Dominican trap artist Fuego has created an ode to the art of stripping with his new single “Dancin,” featuring producer and R&B extraordinaire A. Chal. The visuals for the track are laced with bright blue club lights and brief salacious interludes of voluptuous young ladies dancing provocatively.

The two are seemingly in a never-ending party in efforts to promote strip club etiquette through their tantalizing lyrics. There's no denying that Fuego's sound is reminiscent of today's prominent trap artists like Migos and Future, but he packs in a Latino flair, like his contemporaries Bad Bunny and El Alfa.

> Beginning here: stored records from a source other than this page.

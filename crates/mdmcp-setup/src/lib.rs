//! Claude Desktop registration for the Markdown Editor MCP server.
//!
//! This crate holds everything the setup binary does apart from argument
//! parsing and console output:
//!
//! - [`platform`] resolves where Claude Desktop keeps `claude_desktop_config.json`.
//! - [`config`] loads and saves that document without disturbing foreign keys.
//! - [`installer`] adds or removes the `markdown-editor-mcp` entry.
//! - [`log`] appends a plain-text record under `~/.claude-code-logs`.
//! - [`restart`] and [`steps`] restart the desktop app and track the outcome.
//! - [`environment`] reports the invoking shell and launcher.

pub mod config;
pub mod environment;
pub mod error;
pub mod installer;
pub mod log;
pub mod platform;
pub mod restart;
pub mod server;
pub mod steps;

pub use config::{ClaudeDesktopConfig, MCP_SERVERS_KEY};
pub use environment::{ExecutionContext, detect_shell};
pub use error::{Error, Result};
pub use installer::{Installer, SetupMode, SetupOutcome};
pub use log::{SetupLog, log_best_effort};
pub use platform::{HomeDirs, Platform, ensure_config_dir};
pub use restart::{CommandRunner, SystemCommandRunner, restart_desktop_app};
pub use server::{LaunchDescriptor, SERVER_NAME, server_entry_point};
pub use steps::{SetupStep, SetupSteps, StepId, StepStatus};
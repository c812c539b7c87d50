//! Filesystem helpers for the Markdown Editor MCP setup tool
//!
//! Whole-file atomic replacement for config documents and line appends for
//! the setup log.

pub mod error;
pub mod io;

pub use error::{Error, Result};
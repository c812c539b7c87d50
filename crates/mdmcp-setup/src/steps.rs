//! In-memory progress records for multi-step operations.

use chrono::Utc;
use serde::Serialize;

#[derive(Debug, Clone, Copy, PartialEq, Eq, Serialize)]
#[serde(rename_all = "lowercase")]
pub enum StepStatus {
    Started,
    Completed,
    Failed,
}

/// One tracked step. Times are milliseconds since the Unix epoch.
#[derive(Debug, Clone, PartialEq, Eq, Serialize)]
pub struct SetupStep {
    pub step: String,
    pub status: StepStatus,
    pub timestamp: i64,
    pub duration: i64,
    pub error: Option<String>,
}

/// Handle returned by [`SetupSteps::add`].
#[derive(Debug, Clone, Copy, PartialEq, Eq)]
pub struct StepId(usize);

/// Append-only list of steps for the lifetime of one run.
#[derive(Debug, Default, Clone, Serialize)]
#[serde(transparent)]
pub struct SetupSteps {
    steps: Vec<SetupStep>,
}

impl SetupSteps {
    pub fn new() -> Self {
        Self::default()
    }

    pub fn add(&mut self, step: &str, status: StepStatus, error: Option<String>) -> StepId {
        self.steps.push(SetupStep {
            step: step.to_string(),
            status,
            timestamp: now_millis(),
            duration: 0,
            error,
        });
        StepId(self.steps.len() - 1)
    }

    /// Set the final status of a step. Unknown ids are ignored.
    pub fn update(&mut self, id: StepId, status: StepStatus, error: Option<String>) {
        if let Some(step) = self.steps.get_mut(id.0) {
            step.status = status;
            step.duration = now_millis() - step.timestamp;
            if error.is_some() {
                step.error = error;
            }
        }
    }

    pub fn get(&self, id: StepId) -> Option<&SetupStep> {
        self.steps.get(id.0)
    }

    pub fn iter(&self) -> impl Iterator<Item = &SetupStep> {
        self.steps.iter()
    }

    pub fn len(&self) -> usize {
        self.steps.len()
    }

    pub fn is_empty(&self) -> bool {
        self.steps.is_empty()
    }
}

fn now_millis() -> i64 {
    Utc::now().timestamp_millis()
}
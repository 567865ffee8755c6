//! Domain entities mirrored from the library database.

use serde::Serialize;

/// Which family of categories a [`Category`] belongs to.
#[derive(Debug, Clone, Copy, PartialEq, Eq, Hash, Serialize)]
#[serde(rename_all = "snake_case")]
pub enum CategoryKind {
    Reference,
    Document,
    Sample,
}

impl CategoryKind {
    pub const ALL: [CategoryKind; 3] = [
        CategoryKind::Reference,
        CategoryKind::Document,
        CategoryKind::Sample,
    ];

    pub fn as_str(self) -> &'static str {
        match self {
            CategoryKind::Reference => "reference",
            CategoryKind::Document => "document",
            CategoryKind::Sample => "sample",
        }
    }

    /// Section heading shown on listing pages.
    pub fn label(self) -> &'static str {
        match self {
            CategoryKind::Reference => "リファレンス",
            CategoryKind::Document => "ドキュメント",
            CategoryKind::Sample => "サンプル",
        }
    }

    /// Display name of the unnamed category of this kind.
    pub fn default_name(self) -> &'static str {
        match self {
            CategoryKind::Reference => "標準機能",
            CategoryKind::Document | CategoryKind::Sample => "標準カテゴリ",
        }
    }
}

/// A named grouping of references, documents or samples.
///
/// The empty name denotes the default category of a kind.
#[derive(Debug, Clone, PartialEq, Eq, Serialize)]
pub struct Category {
    kind: CategoryKind,
    name: String,
    size: u64,
}

impl Category {
    pub fn new(kind: CategoryKind, name: impl Into<String>, size: u64) -> Self {
        Self {
            kind,
            name: name.into(),
            size,
        }
    }

    /// Default category with no members.
    pub fn empty(kind: CategoryKind) -> Self {
        Self::new(kind, String::new(), 0)
    }

    pub fn kind(&self) -> CategoryKind {
        self.kind
    }

    pub fn name(&self) -> &str {
        &self.name
    }

    pub fn size(&self) -> u64 {
        self.size
    }

    pub fn is_default(&self) -> bool {
        self.name.is_empty()
    }

    /// Name for display; the default category gets a placeholder.
    pub fn display_name(&self) -> &str {
        if self.name.is_empty() {
            self.kind.default_name()
        } else {
            &self.name
        }
    }
}

#[derive(Debug, Clone, PartialEq, Eq, Serialize)]
pub struct ReferenceRecord {
    pub id: i64,
    pub name: String,
    pub module: String,
    pub summary: String,
    pub version: String,
    pub date: String,
    pub author: String,
    pub group: String,
    pub prm: String,
    pub prm2: String,
    pub inst: String,
    pub sample: String,
    pub href: String,
    pub portinf: String,
    pub port: String,
    pub url: String,
    pub kind: String,
    pub note: String,
    pub path: String,
}

impl ReferenceRecord {
    /// Entries without a module belong to the built-in set.
    pub fn is_builtin(&self) -> bool {
        self.module.is_empty()
    }

    pub fn key(&self) -> ReferenceKey {
        ReferenceKey {
            id: self.id,
            module: self.module.clone(),
            name: self.name.clone(),
        }
    }
}

/// Value type of the reference name index.
#[derive(Debug, Clone, PartialEq, Eq, Hash, Serialize)]
pub struct ReferenceKey {
    pub id: i64,
    pub module: String,
    pub name: String,
}

#[derive(Debug, Clone, Copy, PartialEq, Eq, Hash, Serialize)]
#[serde(rename_all = "snake_case")]
pub enum DocumentKind {
    Document,
    Sample,
}

impl DocumentKind {
    pub fn category_kind(self) -> CategoryKind {
        match self {
            DocumentKind::Document => CategoryKind::Document,
            DocumentKind::Sample => CategoryKind::Sample,
        }
    }

    /// Maps the stored `Type` column; `hsp` rows are samples.
    pub fn from_type_column(value: &str) -> Self {
        if value == "hsp" {
            DocumentKind::Sample
        } else {
            DocumentKind::Document
        }
    }
}

/// A document or sample page. `path` keeps the stored `\` separators.
#[derive(Debug, Clone, PartialEq, Eq, Serialize)]
pub struct DocumentRecord {
    pub id: i64,
    pub path: String,
    pub kind: DocumentKind,
    pub title: String,
    pub category: String,
    pub summary: String,
}

impl DocumentRecord {
    pub fn is_sample(&self) -> bool {
        self.kind == DocumentKind::Sample
    }

    /// Path with `/` separators, relative to the content root.
    pub fn relative_path(&self) -> String {
        self.path.replace('\\', "/")
    }
}

/// A renamed or relocated path.
#[derive(Debug, Clone, PartialEq, Eq, Serialize)]
pub struct MovedEntry {
    pub old: String,
    pub new: String,
}

/// Corpus totals shown on the version page.
#[derive(Debug, Clone, Default, PartialEq, Eq, Serialize)]
pub struct StoreStats {
    pub engine_version: String,
    pub references: i64,
    pub documents: i64,
    pub samples: i64,
    pub files: i64,
    pub directories: i64,
}
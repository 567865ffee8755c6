//! Read side of the page cache.

use std::path::PathBuf;

use bytes::Bytes;
use metrics::counter;
use tracing::debug;

use super::keys::CacheKey;

/// Looks up precomputed pages. Never fails: any I/O problem is a miss.
#[derive(Debug, Clone)]
pub enum CacheReader {
    /// Reads `root/<filename>`.
    Disk { root: PathBuf },
    /// Always misses, forcing a fresh render.
    Bypass,
}

impl CacheReader {
    pub fn disk(root: impl Into<PathBuf>) -> Self {
        CacheReader::Disk { root: root.into() }
    }

    pub async fn read(&self, key: &CacheKey) -> Option<Bytes> {
        let CacheReader::Disk { root } = self else {
            return None;
        };

        let path = root.join(key.filename());
        match tokio::fs::read(&path).await {
            Ok(data) => {
                counter!("ohdl_cache_hit_total").increment(1);
                Some(Bytes::from(data))
            }
            Err(err) => {
                counter!("ohdl_cache_miss_total").increment(1);
                debug!(
                    target = "ohdl::cache::reader",
                    key = %key,
                    error = %err,
                    "cache miss"
                );
                None
            }
        }
    }
}
impl TemplateRenderer {
    pub fn new(store: Arc<dyn ContentStore>, uris: UriMapper) -> Self {
        Self { store, uris }
    }

    pub fn uris(&self) -> &UriMapper {
        &self.uris
    }

    fn chrome(&self, title: &str) -> Chrome {
        let title = if title.is_empty() {
            APP_NAME.to_string()
        } else {
            format!("{title} - {APP_NAME}")
        };
        Chrome {
            title,
            app_name: APP_NAME,
            app_version: APP_VERSION,
            frameset: self.uris.frameset(""),
            home: self.uris.home(),
            opensearch: self.uris.opensearch(),
        }
    }

    fn section_link(&self, kind: CategoryKind) -> LinkView {
        LinkView::new(kind.label(), self.uris.section(kind))
    }

    fn category_link(&self, category: &Category) -> LinkView {
        LinkView::new(category.display_name(), self.uris.category(category))
    }

    async fn category_links(
        &self,
        kind: CategoryKind,
        current: Option<&Category>,
    ) -> Result<Vec<CategoryLinkView>, RepoError> {
        let categories = self.store.list_categories(kind).await?;
        Ok(categories
            .iter()
            .map(|category| CategoryLinkView {
                label: category.display_name().to_string(),
                href: self.uris.category(category),
                size: category.size(),
                current: current.is_some_and(|current| current.name() == category.name()),
            })
            .collect())
    }

    fn not_found(&self, uri: &str) -> Result<Bytes, RenderError> {
        let template = NotFoundTemplate {
            chrome: self.chrome("Not Found"),
            uri: uri.to_string(),
        };
        render_template(&template, "not_found.html")
    }

    fn frameset(&self, query: &str) -> Result<Bytes, RenderError> {
        let template = FrameSetTemplate {
            chrome: self.chrome(""),
            menu: self.uris.menu(query),
            main: self.uris.home(),
        };
        render_template(&template, "frameset.html")
    }

    async fn verinfo(&self) -> Result<Bytes, RenderError> {
        let template = VerInfoTemplate {
            chrome: self.chrome("バージョン情報"),
            stats: self.store.stats().await?,
        };
        render_template(&template, "verinfo.html")
    }

    fn opensearch(&self) -> Result<Bytes, RenderError> {
        let template = OpenSearchTemplate {
            app_name: APP_NAME,
            search: format!("{}?q={{searchTerms}}", self.uris.frameset("")),
            home: self.uris.frameset(""),
        };
        render_template(&template, "opensearch.xml")
    }

    async fn function_list(&self) -> Result<Bytes, RenderError> {
        let names: Vec<String> = self
            .store
            .list_references()
            .await?
            .into_iter()
            .map(|key| key.name)
            .collect();
        let json = serde_json::to_string(&names).map_err(|err| RenderError::Template {
            template: "function_list.js",
            message: err.to_string(),
        })?;
        Ok(Bytes::from(format!("OHDL.FunctionList = {json};\n")))
    }

    async fn home(&self) -> Result<Bytes, RenderError> {
        let mut sections = Vec::with_capacity(CategoryKind::ALL.len());
        for kind in CategoryKind::ALL {
            sections.push(HomeSectionView {
                label: kind.label(),
                href: self.uris.section(kind),
                categories: self.category_links(kind, None).await?,
            });
        }
        let template = HomeTemplate {
            chrome: self.chrome(""),
            sections,
        };
        render_template(&template, "home.html")
    }

    async fn menu(&self, query: &str) -> Result<Bytes, RenderError> {
        let query = query.trim();
        let (sections, suggestions) = if query.is_empty() {
            (self.menu_index().await?, Vec::new())
        } else {
            self.menu_search(&SearchQuery::parse(query)).await?
        };
        let template = MenuTemplate {
            chrome: self.chrome("メニュー"),
            action: self.uris.menu(""),
            query: query.to_string(),
            searching: !query.is_empty(),
            sections,
            suggestions,
        };
        render_template(&template, "menu.html")
    }

    /// Every entry, grouped by category in category order.
    async fn menu_index(&self) -> Result<Vec<MenuSectionView>, RenderError> {
        let keys = self.store.list_references().await?;
        let categories = self.store.list_categories(CategoryKind::Reference).await?;
        let groups = categories
            .iter()
            .map(|category| LinkGroupView {
                name: category.display_name().to_string(),
                href: self.uris.category(category),
                links: keys
                    .iter()
                    .filter(|key| key.module == category.name())
                    .map(|key| {
                        LinkView::new(&key.name, self.uris.reference_named(&key.module, &key.name))
                    })
                    .collect(),
            })
            .collect();
        let mut sections = vec![MenuSectionView {
            label: CategoryKind::Reference.label(),
            href: self.uris.section(CategoryKind::Reference),
            groups,
        }];

        for kind in [DocumentKind::Document, DocumentKind::Sample] {
            let section = kind.category_kind();
            let documents = self.store.list_documents(Some(kind)).await?;
            let categories = self.store.list_categories(section).await?;
            let groups = categories
                .iter()
                .map(|category| LinkGroupView {
                    name: category.display_name().to_string(),
                    href: self.uris.category(category),
                    links: documents
                        .iter()
                        .filter(|doc| doc.category == category.name())
                        .map(|doc| self.document_link(doc))
                        .collect(),
                })
                .collect();
            sections.push(MenuSectionView {
                label: section.label(),
                href: self.uris.section(section),
                groups,
            });
        }
        Ok(sections)
    }

    /// Search hits grouped by runs of equal category, plus name suggestions
    /// when no reference matched.
    async fn menu_search(
        &self,
        query: &SearchQuery,
    ) -> Result<(Vec<MenuSectionView>, Vec<LinkView>), RenderError> {
        let references = self.store.search_references(query).await?;

        let mut suggestions: Vec<LinkView> = Vec::new();
        if references.is_empty() {
            for word in query.positive_words() {
                for name in suggest(self.store.as_ref(), word).await {
                    if suggestions.iter().all(|link| link.label != name) {
                        let href = self.uris.menu(&name);
                        suggestions.push(LinkView::new(name, href));
                    }
                }
            }
        }

        let groups = runs(&references, |reference| reference.module.as_str())
            .into_iter()
            .map(|(module, hits)| {
                let category = Category::new(CategoryKind::Reference, module, hits.len() as u64);
                LinkGroupView {
                    name: category.display_name().to_string(),
                    href: self.uris.category(&category),
                    links: hits
                        .iter()
                        .map(|reference| {
                            LinkView::new(&reference.name, self.uris.reference(reference))
                                .titled(&reference.summary)
                        })
                        .collect(),
                }
            })
            .collect();
        let mut sections = vec![MenuSectionView {
            label: CategoryKind::Reference.label(),
            href: self.uris.section(CategoryKind::Reference),
            groups,
        }];

        for kind in [DocumentKind::Document, DocumentKind::Sample] {
            let section = kind.category_kind();
            let documents = self.store.search_documents(kind, query).await?;
            let groups = runs(&documents, |doc| doc.category.as_str())
                .into_iter()
                .map(|(name, hits)| {
                    let category = Category::new(section, name, hits.len() as u64);
                    LinkGroupView {
                        name: category.display_name().to_string(),
                        href: self.uris.category(&category),
                        links: hits.iter().map(|doc| self.document_link(doc)).collect(),
                    }
                })
                .collect();
            sections.push(MenuSectionView {
                label: section.label(),
                href: self.uris.section(section),
                groups,
            });
        }

        Ok((sections, suggestions))
    }

    fn document_link(&self, document: &DocumentRecord) -> LinkView {
        LinkView::new(&document.title, self.uris.document(document))
            .titled(menu_summary(&document.summary))
    }

    async fn category(&self, category: &Category) -> Result<Bytes, RenderError> {
        let kind = category.kind();
        let categories = self.category_links(kind, Some(category)).await?;
        let heading = category.display_name().to_string();

        match kind {
            CategoryKind::Reference => {
                let references = self
                    .store
                    .category_references(category.name())
                    .await?
                    .into_iter()
                    .map(|reference| ReferenceRowView {
                        href: self.uris.reference(&reference),
                        excerpt_html: escape_multiline(&instruction_excerpt(&reference.inst)),
                        name: reference.name,
                        summary: reference.summary,
                    })
                    .collect();
                let template = ReferenceCategoryTemplate {
                    chrome: self.chrome(&heading),
                    section: self.section_link(kind),
                    heading,
                    categories,
                    references,
                };
                render_template(&template, "reference_category.html")
            }
            CategoryKind::Document | CategoryKind::Sample => {
                let document_kind = match kind {
                    CategoryKind::Sample => DocumentKind::Sample,
                    _ => DocumentKind::Document,
                };
                let documents = self
                    .store
                    .category_documents(document_kind, category.name())
                    .await?
                    .iter()
                    .map(|doc| DocumentRowView {
                        title: doc.title.clone(),
                        href: self.uris.document(doc),
                        plain_href: self.uris.document_plain(doc),
                        summary: summary_excerpt(&doc.summary).to_string(),
                    })
                    .collect();
                let template = DocumentCategoryTemplate {
                    chrome: self.chrome(&heading),
                    section: self.section_link(kind),
                    heading,
                    categories,
                    documents,
                };
                render_template(&template, "document_category.html")
            }
        }
    }

    async fn reference(&self, reference: &ReferenceRecord) -> Result<Bytes, RenderError> {
        let store = self.store.as_ref();
        let mut linker = AutoLinker::new(store, &self.uris);

        let inst_html = linker.instructions(&reference.inst).await?;
        let sample_html = if reference.sample.trim().is_empty() {
            String::new()
        } else {
            linker.link(&reference.sample, false).await?
        };

        let mut related = Vec::new();
        for name in reference.href.lines().map(str::trim).filter(|l| !l.is_empty()) {
            if let Some(key) = store.reference_key_by_name(name).await? {
                related.push(LinkView::new(
                    &key.name,
                    self.uris.reference_named(&key.module, &key.name),
                ));
            }
        }

        let samples = store
            .samples_mentioning(&reference.name)
            .await?
            .iter()
            .map(|doc| LinkView::new(&doc.title, self.uris.document(doc)))
            .collect();

        let ports = reference
            .port
            .split_whitespace()
            .map(port_label)
            .collect::<Vec<_>>()
            .join(", ");
        let fields = vec![
            FieldView {
                label: "グループ",
                value: group_display(&reference.group).to_string(),
            },
            FieldView {
                label: "対応環境",
                value: or_dash(&ports).to_string(),
            },
            FieldView {
                label: "移植のヒント",
                value: or_dash(&reference.portinf).to_string(),
            },
            FieldView {
                label: "バージョン",
                value: or_dash(&reference.version).to_string(),
            },
            FieldView {
                label: "作成日",
                value: or_dash(&reference.date).to_string(),
            },
            FieldView {
                label: "著作者",
                value: or_dash(&reference.author).to_string(),
            },
            FieldView {
                label: "タイプ",
                value: or_dash(&reference.kind).to_string(),
            },
            FieldView {
                label: "ファイル",
                value: or_dash(&reference.path).to_string(),
            },
        ];

        let category = Category::new(CategoryKind::Reference, reference.module.clone(), 0);
        let heading = reference_title(&reference.name);
        let template = ReferenceTemplate {
            chrome: self.chrome(&heading),
            section: self.section_link(CategoryKind::Reference),
            category: self.category_link(&category),
            heading,
            summary: reference.summary.clone(),
            prm_html: escape_multiline(&reference.prm),
            prm2_html: escape_multiline(&reference.prm2),
            inst_html,
            sample_html,
            note_html: escape_multiline(&reference.note),
            fields,
            url: reference.url.clone(),
            related,
            samples,
        };
        render_template(&template, "reference.html")
    }

    async fn document(
        &self,
        document: &DocumentRecord,
        content: Option<&str>,
    ) -> Result<Bytes, RenderError> {
        let kind = document.kind.category_kind();
        let content_html = match content {
            Some(text) => {
                let mut linker = AutoLinker::new(self.store.as_ref(), &self.uris);
                linker.link(text, false).await?
            }
            None => String::new(),
        };
        let category = Category::new(kind, document.category.clone(), 0);
        let template = DocumentTemplate {
            chrome: self.chrome(&document.title),
            section: self.section_link(kind),
            category: self.category_link(&category),
            heading: document.title.clone(),
            plain_href: self.uris.document_plain(document),
            is_sample: document.is_sample(),
            content_html,
            missing: content.is_none(),
        };
        render_template(&template, "document.html")
    }
}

The Washington D.C. native's sound is similar, but it's worth noting he's been on the scene for a while, steadily etching his mark as his musical prowess rises within hip-hop and Latin audiences.

“For some reason, I've always wanted to do a sound that American hip-hop has, and then break that my way,” he tells VIBE. “When it comes to putting stuff together and making fusions of music, I've done it all my life. When I first started out, I did reggae beats, but I was rapping over them. There’s a little more urban, hip-hop sound in the Latin community. Before, it was mad reggae. It either had to be a tropical type song or reggaeton song. I've always wanted to come out with hip-hop music."

Watch the video for "Dancin" below.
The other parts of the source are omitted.